What to do: From the data below, return all lines holding the string "TCLASS".

(Stored items)
// SPDX-License-Identifier: GPL-3.0-or-later
// Copyright 2026 The Ruvi Authors

//! RITE opcodes.
//!
//! Instructions are a one-byte opcode followed by zero or more operands.
//! Operand layouts are noted per opcode:
//!
//! - `Z`   - no operands
//! - `B`   - one unsigned byte
//! - `BB`  - two unsigned bytes
//! - `BBB` - three unsigned bytes
//! - `BS`  - byte + big-endian u16
//! - `BSS` - byte + two big-endian u16 (a 32-bit immediate)
//! - `S`   - big-endian u16
//! - `W`   - big-endian 24-bit word
//!
//! `R(a)` means register `a` of the current window, `Syms(b)` the current
//! IREP's symbol table, `Pool(b)` its literal pool, `Irep(b)` its child
//! IREP table.

/// `Z` - no operation.
pub const NOP: u8 = 0;
/// `BB` - `R(a) = R(b)`.
pub const MOVE: u8 = 1;
/// `BB` - `R(a) = Pool(b)`.
pub const LOADL: u8 = 2;
/// `BB` - `R(a) = b` (unsigned byte immediate).
pub const LOADI: u8 = 3;
/// `BB` - `R(a) = -b`.
pub const LOADINEG: u8 = 4;
/// `B` - `R(a) = -1`.
pub const LOADI__1: u8 = 5;
/// `B` - `R(a) = 0`.
pub const LOADI_0: u8 = 6;
/// `B` - `R(a) = 1`.
pub const LOADI_1: u8 = 7;
/// `B` - `R(a) = 2`.
pub const LOADI_2: u8 = 8;
/// `B` - `R(a) = 3`.
pub const LOADI_3: u8 = 9;
/// `B` - `R(a) = 4`.
pub const LOADI_4: u8 = 10;
/// `B` - `R(a) = 5`.
pub const LOADI_5: u8 = 11;
/// `B` - `R(a) = 6`.
pub const LOADI_6: u8 = 12;
/// `B` - `R(a) = 7`.
pub const LOADI_7: u8 = 13;
/// `BS` - `R(a) = s` (signed 16-bit immediate).
pub const LOADI16: u8 = 14;
/// `BSS` - `R(a) = ss` (signed 32-bit immediate).
pub const LOADI32: u8 = 15;
/// `BB` - `R(a) = Syms(b)` as a symbol value.
pub const LOADSYM: u8 = 16;
/// `B` - `R(a) = nil`.
pub const LOADNIL: u8 = 17;
/// `B` - `R(a) = self`.
pub const LOADSELF: u8 = 18;
/// `B` - `R(a) = true`.
pub const LOADT: u8 = 19;
/// `B` - `R(a) = false`.
pub const LOADF: u8 = 20;
/// `BB` - `R(a) = globals[Syms(b)]`.
pub const GETGV: u8 = 21;
/// `BB` - `globals[Syms(b)] = R(a)`.
pub const SETGV: u8 = 22;
/// `BB` - special variable load (unsupported; reserved).
pub const GETSV: u8 = 23;
/// `BB` - special variable store (unsupported; reserved).
pub const SETSV: u8 = 24;
/// `BB` - `R(a) = ivar[Syms(b)]` of `self`.
pub const GETIV: u8 = 25;
/// `BB` - `ivar[Syms(b)] = R(a)` on `self`.
pub const SETIV: u8 = 26;
/// `BB` - `R(a) = cvar[Syms(b)]` of the current class.
pub const GETCV: u8 = 27;
/// `BB` - `cvar[Syms(b)] = R(a)` on the current class.
pub const SETCV: u8 = 28;
/// `BB` - `R(a) = const[Syms(b)]`.
pub const GETCONST: u8 = 29;
/// `BB` - `const[Syms(b)] = R(a)`.
pub const SETCONST: u8 = 30;
/// `BB` - scoped constant load (unsupported; reserved).
pub const GETMCNST: u8 = 31;
/// `BB` - scoped constant store (unsupported; reserved).
pub const SETMCNST: u8 = 32;
/// `BBB` - upvar load (unsupported; reserved).
pub const GETUPVAR: u8 = 33;
/// `BBB` - upvar store (unsupported; reserved).
pub const SETUPVAR: u8 = 34;
/// `B` - `R(a) = R(a)[R(a+1)]`.
pub const GETIDX: u8 = 35;
/// `B` - `R(a)[R(a+1)] = R(a+2)`.
pub const SETIDX: u8 = 36;
/// `S` - jump to byte offset `s`.
pub const JMP: u8 = 37;
/// `BS` - jump to `s` when `R(a)` is truthy.
pub const JMPIF: u8 = 38;
/// `BS` - jump to `s` when `R(a)` is falsy.
pub const JMPNOT: u8 = 39;
/// `BS` - jump to `s` when `R(a)` is nil.
pub const JMPNIL: u8 = 40;
/// `S` - unwind jump (treated as `JMP`; ensure clauses are external).
pub const JMPUW: u8 = 41;
/// `B` - `R(a) =` the caught exception object.
pub const EXCEPT: u8 = 42;
/// `BB` - `R(b) = R(a).kind_of?(R(b))` rescue-clause class test.
pub const RESCUE: u8 = 43;
/// `B` - re-raise `R(a)` unless it is nil.
pub const RAISEIF: u8 = 44;
/// `BBB` - `R(a) = self.Syms(b)(R(a+1)..R(a+c))`.
pub const SSEND: u8 = 45;
/// `BBB` - `SSEND` with a block in `R(a+c+1)`.
pub const SSENDB: u8 = 46;
/// `BBB` - `R(a) = R(a).Syms(b)(R(a+1)..R(a+c))`.
pub const SEND: u8 = 47;
/// `BBB` - `SEND` with a block in `R(a+c+1)`.
pub const SENDB: u8 = 48;
/// `B` - invoke the Proc in `R(a)` with `R(a+1)..` as arguments.
pub const CALL: u8 = 49;
/// `BB` - `R(a) = super(R(a+1)..R(a+b))`.
pub const SUPER: u8 = 50;
/// `BS` - block argument array (unsupported; reserved).
pub const ARGARY: u8 = 51;
/// `W` - method prologue; checks arguments against the arg spec.
pub const ENTER: u8 = 52;
/// `BB` - keyword presence test (unsupported; reserved).
pub const KEY_P: u8 = 53;
/// `Z` - keyword end marker (unsupported; reserved).
pub const KEYEND: u8 = 54;
/// `BB` - keyword argument fetch (unsupported; reserved).
pub const KARG: u8 = 55;
/// `B` - return `R(a)` from the current method.
pub const RETURN: u8 = 56;
/// `B` - return `R(a)` from the enclosing method (block return).
pub const RETURN_BLK: u8 = 57;
/// `B` - break out of the enclosing block with `R(a)`.
pub const BREAK: u8 = 58;
/// `BS` - block push (unsupported; reserved).
pub const BLKPUSH: u8 = 59;
/// `B` - `R(a) = R(a) + R(a+1)`.
pub const ADD: u8 = 60;
/// `BB` - `R(a) = R(a) + b`.
pub const ADDI: u8 = 61;
/// `B` - `R(a) = R(a) - R(a+1)`.
pub const SUB: u8 = 62;
/// `BB` - `R(a) = R(a) - b`.
pub const SUBI: u8 = 63;
/// `B` - `R(a) = R(a) * R(a+1)`.
pub const MUL: u8 = 64;
/// `B` - `R(a) = R(a) / R(a+1)`.
pub const DIV: u8 = 65;
/// `B` - `R(a) = R(a) == R(a+1)`.
pub const EQ: u8 = 66;
/// `B` - `R(a) = R(a) < R(a+1)`.
pub const LT: u8 = 67;
/// `B` - `R(a) = R(a) <= R(a+1)`.
pub const LE: u8 = 68;
/// `B` - `R(a) = R(a) > R(a+1)`.
pub const GT: u8 = 69;
/// `B` - `R(a) = R(a) >= R(a+1)`.
pub const GE: u8 = 70;
/// `BB` - `R(a) = [R(a), .., R(a+b-1)]`.
pub const ARRAY: u8 = 71;
/// `BBB` - `R(a) = [R(b), .., R(b+c-1)]`.
pub const ARRAY2: u8 = 72;
/// `B` - array concat (unsupported; reserved).
pub const ARYCAT: u8 = 73;
/// `B` - `R(a).push(R(a+1))`.
pub const ARYPUSH: u8 = 74;
/// `B` - `R(a) = R(a).dup` (array literal copy).
pub const ARYDUP: u8 = 75;
/// `BBB` - splat reference (unsupported; reserved).
pub const AREF: u8 = 76;
/// `BBB` - splat assignment (unsupported; reserved).
pub const ASET: u8 = 77;
/// `BBB` - post-splat unpack (unsupported; reserved).
pub const APOST: u8 = 78;
/// `B` - `R(a) = R(a).to_sym`.
pub const INTERN: u8 = 79;
/// `BB` - `R(a) = Syms(b)` (symbol literal).
pub const SYMBOL: u8 = 80;
/// `BB` - `R(a) =` fresh string from `Pool(b)`.
pub const STRING: u8 = 81;
/// `B` - `R(a) = R(a) << R(a+1)` string concat.
pub const STRCAT: u8 = 82;
/// `BB` - `R(a) = { R(a) => R(a+1), .. }` from `b` pairs.
pub const HASH: u8 = 83;
/// `BB` - hash add (unsupported; reserved).
pub const HASHADD: u8 = 84;
/// `B` - hash concat (unsupported; reserved).
pub const HASHCAT: u8 = 85;
/// `BB` - `R(a) =` lambda from `Irep(b)`.
pub const LAMBDA: u8 = 86;
/// `BB` - `R(a) =` block Proc from `Irep(b)` capturing the current frame.
pub const BLOCK: u8 = 87;
/// `BB` - `R(a) =` method Proc from `Irep(b)`.
pub const METHOD: u8 = 88;
/// `B` - `R(a) = R(a)..R(a+1)` (inclusive).
pub const RANGE_INC: u8 = 89;
/// `B` - `R(a) = R(a)...R(a+1)` (exclusive).
pub const RANGE_EXC: u8 = 90;
/// `B` - `R(a) = ::Object`.
pub const OCLASS: u8 = 91;
/// `BB` - `R(a) =` class `Syms(b)` with superclass `R(a+1)`.
pub const CLASS: u8 = 92;
/// `BB` - module definition (unsupported; reserved).
pub const MODULE: u8 = 93;
/// `BB` - execute `Irep(b)` with `self = R(a)` (class body).
pub const EXEC: u8 = 94;
/// `BB` - define `Syms(b)` on class `R(a)` with body Proc `R(a+1)`.
pub const DEF: u8 = 95;
/// `BB` - method alias (unsupported; reserved).
pub const ALIAS: u8 = 96;
/// `B` - method undef (unsupported; reserved).
pub const UNDEF: u8 = 97;
/// `B` - singleton class (unsupported; reserved).
pub const SCLASS: u8 = 98;
/// `B` - `R(a) =` the target class of the current method.
pub const TCLASS: u8 = 99;
/// `BBB` - debug hook (skipped).
pub const DEBUG: u8 = 100;
/// `B` - compile-time error marker (raises).
pub const ERR: u8 = 101;
/// `Z` - operand width extension (unsupported; reserved).
pub const EXT1: u8 = 102;
/// `Z` - operand width extension (unsupported; reserved).
pub const EXT2: u8 = 103;
/// `Z` - operand width extension (unsupported; reserved).
pub const EXT3: u8 = 104;
/// `Z` - halt: end of the task's top-level IREP.
pub const STOP: u8 = 105;
/// `Z` - abort the current dispatch loop (internal trampolines).
pub const ABORT: u8 = 106;

/// Operand layout of an instruction.
#[derive(Clone, Copy, Debug, PartialEq, Eq)]
pub enum Fmt {
    /// No operands.
    Z,
    /// One byte.
    B,
    /// Two bytes.
    BB,
    /// Three bytes.
    BBB,
    /// Byte + big-endian u16.
    BS,
    /// Byte + 32-bit immediate (two big-endian u16).
    BSS,
    /// Big-endian u16.
    S,
    /// Big-endian 24-bit word.
    W,
}

impl Fmt {
    /// Operand bytes following the opcode.
    #[inline]
    #[must_use]
    pub const fn operand_len(self) -> usize {
        match self {
            Self::Z => 0,
            Self::B => 1,
            Self::BB | Self::S => 2,
            Self::BBB | Self::BS | Self::W => 3,
            Self::BSS => 5,
        }
    }
}

/// The operand format of `opcode`. Unknown opcodes decode as `Z`.
#[must_use]
pub const fn format(opcode: u8) -> Fmt {
    match opcode {
        MOVE | LOADL | LOADI | LOADINEG | LOADSYM | GETGV | SETGV | GETSV | SETSV | GETIV
        | SETIV | GETCV | SETCV | GETCONST | SETCONST | GETMCNST | SETMCNST | RESCUE | KEY_P
        | KARG | ADDI | SUBI | ARRAY | SYMBOL | STRING | HASH | HASHADD | LAMBDA | BLOCK
        | METHOD | CLASS | MODULE | EXEC | DEF | ALIAS | CALL | SUPER => Fmt::BB,
        LOADI__1 | LOADI_0 | LOADI_1 | LOADI_2 | LOADI_3 | LOADI_4 | LOADI_5 | LOADI_6
        | LOADI_7 | LOADNIL | LOADSELF | LOADT | LOADF | GETIDX | SETIDX | EXCEPT | RAISEIF
        | RETURN | RETURN_BLK | BREAK | ADD | SUB | MUL | DIV | EQ | LT | LE | GT | GE
        | ARYCAT | ARYPUSH | ARYDUP | INTERN | STRCAT | HASHCAT | RANGE_INC | RANGE_EXC
        | OCLASS | UNDEF | SCLASS | TCLASS | ERR => Fmt::B,
        GETUPVAR | SETUPVAR | SSEND | SSENDB | SEND | SENDB | AREF | ASET | APOST | ARRAY2
        | DEBUG => Fmt::BBB,
        LOADI16 | JMPIF | JMPNOT | JMPNIL | ARGARY | BLKPUSH => Fmt::BS,
        LOADI32 => Fmt::BSS,
        JMP | JMPUW => Fmt::S,
        ENTER => Fmt::W,
        _ => Fmt::Z,
    }
}

/// Argument-spec accessors for the `ENTER` 24-bit word.
///
/// The word packs `m1:5 o:5 r:1 m2:5 k:5 d:1 b:1` from the high bit down;
/// Ruvi interprets the leading required/optional/rest fields.
pub mod aspec {
    /// Number of required arguments.
    #[inline]
    #[must_use]
    pub const fn required(w: u32) -> u8 {
        ((w >> 18) & 0x1f) as u8
    }

    /// Number of optional arguments.
    #[inline]
    #[must_use]
    pub const fn optional(w: u32) -> u8 {
        ((w >> 13) & 0x1f) as u8
    }

    /// Whether a rest argument collects the remainder.
    #[inline]
    #[must_use]
    pub const fn has_rest(w: u32) -> bool {
        (w >> 12) & 1 != 0
    }
}
// SPDX-License-Identifier: GPL-3.0-or-later
// Copyright 2026 The Ruvi Authors

//! Ruvi command-line shell.
//!
//! Loads a compiled `.mrb` image and runs it to completion on the host:
//!
//! ```text
//! ruvi [-m KILOBYTES] FILE.mrb
//! ```
//!
//! Exit codes: 0 on success, 1 on an uncaught exception, 2 on a load or
//! usage failure.

use ruvi_vm::console::StdConsole;
use ruvi_vm::memory::OwnedMemory;
use ruvi_vm::platform::StdPlatform;
use ruvi_vm::runtime::Runtime;
use std::process::ExitCode;

/// Default pool size in kilobytes.
const DEFAULT_POOL_KB: usize = 256;

fn main() -> ExitCode {
    let mut pool_kb = DEFAULT_POOL_KB;
    let mut file = None;

    let mut args = std::env::args().skip(1);
    while let Some(arg) = args.next() {
        match arg.as_str() {
            "-m" => {
                let Some(kb) = args.next().and_then(|v| v.parse::<usize>().ok()) else {
                    eprintln!("ruvi: -m requires a size in kilobytes");
                    return ExitCode::from(2);
                };
                pool_kb = kb;
            }
            "-h" | "--help" => {
                println!("usage: ruvi [-m KILOBYTES] FILE.mrb");
                return ExitCode::SUCCESS;
            }
            other if file.is_none() => file = Some(other.to_string()),
            other => {
                eprintln!("ruvi: unexpected argument '{other}'");
                return ExitCode::from(2);
            }
        }
    }

    let Some(file) = file else {
        eprintln!("usage: ruvi [-m KILOBYTES] FILE.mrb");
        return ExitCode::from(2);
    };

    let image = match std::fs::read(&file) {
        Ok(bytes) => bytes,
        Err(e) => {
            eprintln!("ruvi: cannot read {file}: {e}");
            return ExitCode::from(2);
        }
    };

    let mem = OwnedMemory::new(pool_kb * 1024);
    let mut rt = match Runtime::new(mem, StdConsole, StdPlatform::new()) {
        Ok(rt) => rt,
        Err(e) => {
            eprintln!("ruvi: {e}");
            return ExitCode::from(2);
        }
    };

    if let Err(e) = rt.create_task(&image, None) {
        eprintln!("ruvi: {file}: {e}");
        return ExitCode::from(2);
    }

    if rt.run() {
        ExitCode::SUCCESS
    } else {
        ExitCode::from(1)
    }
}
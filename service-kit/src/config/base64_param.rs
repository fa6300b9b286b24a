//! Base64-encoded secret parameter.

use base64::Engine;
use base64::engine::general_purpose::STANDARD;
use secrecy::{ExposeSecret, SecretSlice};

use super::error::{ConfigError, ConfigResult};
use super::string::{ParameterInfo, StringParameter};

/// Standard base64-encoded parameter, typically key material.
///
/// The decoded bytes are kept in a [`SecretSlice`] so they never show up in
/// debug output.
#[derive(Debug, Default)]
pub struct Base64Parameter {
    base: StringParameter,
    decoded: Option<SecretSlice<u8>>,
}

impl Base64Parameter {
    /// Create an empty base64 parameter with the given name.
    #[must_use]
    pub fn new(name: impl Into<String>) -> Self {
        Self {
            base: StringParameter::new(name),
            decoded: None,
        }
    }

    /// Decoded bytes. Empty before validation.
    #[must_use]
    pub fn decoded_value(&self) -> &[u8] {
        self.decoded
            .as_ref()
            .map_or(&[][..], |decoded| decoded.expose_secret())
    }
}

impl ParameterInfo for Base64Parameter {
    fn base(&self) -> &StringParameter {
        &self.base
    }

    fn base_mut(&mut self) -> &mut StringParameter {
        &mut self.base
    }

    fn validate(&mut self) -> ConfigResult<()> {
        self.base.ensure_not_empty()?;

        let decoded = STANDARD
            .decode(self.base.value())
            .map_err(|source| ConfigError::IncorrectBase64 {
                name: self.base.name().to_string(),
                source,
            })?;
        self.decoded = Some(SecretSlice::from(decoded));

        Ok(())
    }
}

#[cfg(test)]
mod tests {
    use super::*;
    use crate::config::error::ErrorKind;

    #[test]
    fn test_empty_value_fails() {
        let err = Base64Parameter::new("PRIVATE_KEY").validate().unwrap_err();
        assert_eq!(err.kind(), ErrorKind::EmptyValue);
    }

    #[test]
    fn test_invalid_base64_fails() {
        let mut param = Base64Parameter::new("PRIVATE_KEY");
        param.set_value("not base64!".to_string());
        let err = param.validate().unwrap_err();
        assert_eq!(err.kind(), ErrorKind::IncorrectFormat);
        assert!(param.decoded_value().is_empty());
    }

    #[test]
    fn test_valid_base64_decodes() {
        let mut param = Base64Parameter::new("PRIVATE_KEY");
        param.set_value("c2VjcmV0".to_string());
        param.validate().unwrap();
        assert_eq!(param.decoded_value(), b"secret");
    }

    #[test]
    fn test_debug_output_redacts_decoded_bytes() {
        let mut param = Base64Parameter::new("PRIVATE_KEY");
        param.set_value("c2VjcmV0".to_string());
        param.validate().unwrap();
        assert!(!format!("{param:?}").contains("115, 101"));
    }
}
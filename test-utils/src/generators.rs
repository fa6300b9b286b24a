//! Shared proptest generators for configuration values.

use proptest::prelude::*;

/// Generate host names, optionally with a port.
pub fn host_strategy() -> impl Strategy<Value = String> {
    (
        "[a-z][a-z0-9-]{0,12}(\\.[a-z]{2,5}){0,2}",
        proptest::option::of(1_u16..=u16::MAX),
    )
        .prop_map(|(name, port)| match port {
            Some(port) => format!("{name}:{port}"),
            None => name,
        })
}

/// Generate Cassandra keyspace names.
pub fn keyspace_strategy() -> impl Strategy<Value = String> {
    "[a-z][a-z0-9_]{0,20}"
}

/// Generate data center names.
pub fn data_center_strategy() -> impl Strategy<Value = String> {
    "[A-Z]{2}(-[a-z]{4,8}-[0-9])?"
}

/// Generate credentials that survive URL userinfo encoding.
pub fn credentials_strategy() -> impl Strategy<Value = (String, String)> {
    ("[a-z][a-z0-9_]{0,12}", "[A-Za-z0-9]{1,24}")
}

/// Parts of a valid Cassandra connection string.
#[derive(Debug, Clone, PartialEq, Eq)]
pub struct CassandraParts {
    /// Contact points in order
    pub hosts: Vec<String>,
    /// Keyspace
    pub keyspace: String,
    /// Data center, if any
    pub data_center: Option<String>,
    /// Username and password, if any
    pub credentials: Option<(String, String)>,
}

impl CassandraParts {
    /// Render as `cassandra://[user:password@]h1,h2/keyspace[?dc=..]`.
    #[must_use]
    pub fn connection_string(&self) -> String {
        let credentials = self
            .credentials
            .as_ref()
            .map(|(user, password)| format!("{user}:{password}@"))
            .unwrap_or_default();
        let dc = self
            .data_center
            .as_ref()
            .map(|dc| format!("?dc={dc}"))
            .unwrap_or_default();

        format!(
            "cassandra://{credentials}{}/{}{dc}",
            self.hosts.join(","),
            self.keyspace
        )
    }
}

/// Generate valid Cassandra connection strings with their parts.
pub fn cassandra_parts_strategy() -> impl Strategy<Value = CassandraParts> {
    (
        prop::collection::vec(host_strategy(), 1..5),
        keyspace_strategy(),
        proptest::option::of(data_center_strategy()),
        proptest::option::of(credentials_strategy()),
    )
        .prop_map(|(hosts, keyspace, data_center, credentials)| CassandraParts {
            hosts,
            keyspace,
            data_center,
            credentials,
        })
}

/// Generate `(connection string, host, port)` for valid Redis strings.
pub fn redis_strategy() -> impl Strategy<Value = (String, String, String)> {
    ("[a-z][a-z0-9-]{0,12}(\\.[a-z]{2,5}){0,2}", 1_u16..=u16::MAX).prop_map(|(host, port)| {
        (
            format!("redis://{host}:{port}"),
            host,
            port.to_string(),
        )
    })
}

/// Generate accepted log severity spellings.
pub fn severity_strategy() -> impl Strategy<Value = &'static str> {
    prop_oneof![Just("DEBUG"), Just("INFO"), Just("ERROR")]
}

/// Generate strings that are not accepted as log severities.
pub fn invalid_severity_strategy() -> impl Strategy<Value = String> {
    "[A-Za-z]{0,8}".prop_filter("must not be a known severity", |s| {
        !matches!(s.as_str(), "DEBUG" | "INFO" | "ERROR")
    })
}

/// Generate parameter names in the conventional `UPPER_SNAKE` form.
pub fn parameter_name_strategy() -> impl Strategy<Value = String> {
    "[A-Z][A-Z0-9_]{0,24}"
}

/// Generate arbitrary binary payloads.
pub fn payload_strategy() -> impl Strategy<Value = Vec<u8>> {
    prop::collection::vec(any::<u8>(), 0..256)
}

Result of this exercise:
pub const TCLASS: u8 = 99;
        | OCLASS | UNDEF | SCLASS | TCLASS | ERR => Fmt::B,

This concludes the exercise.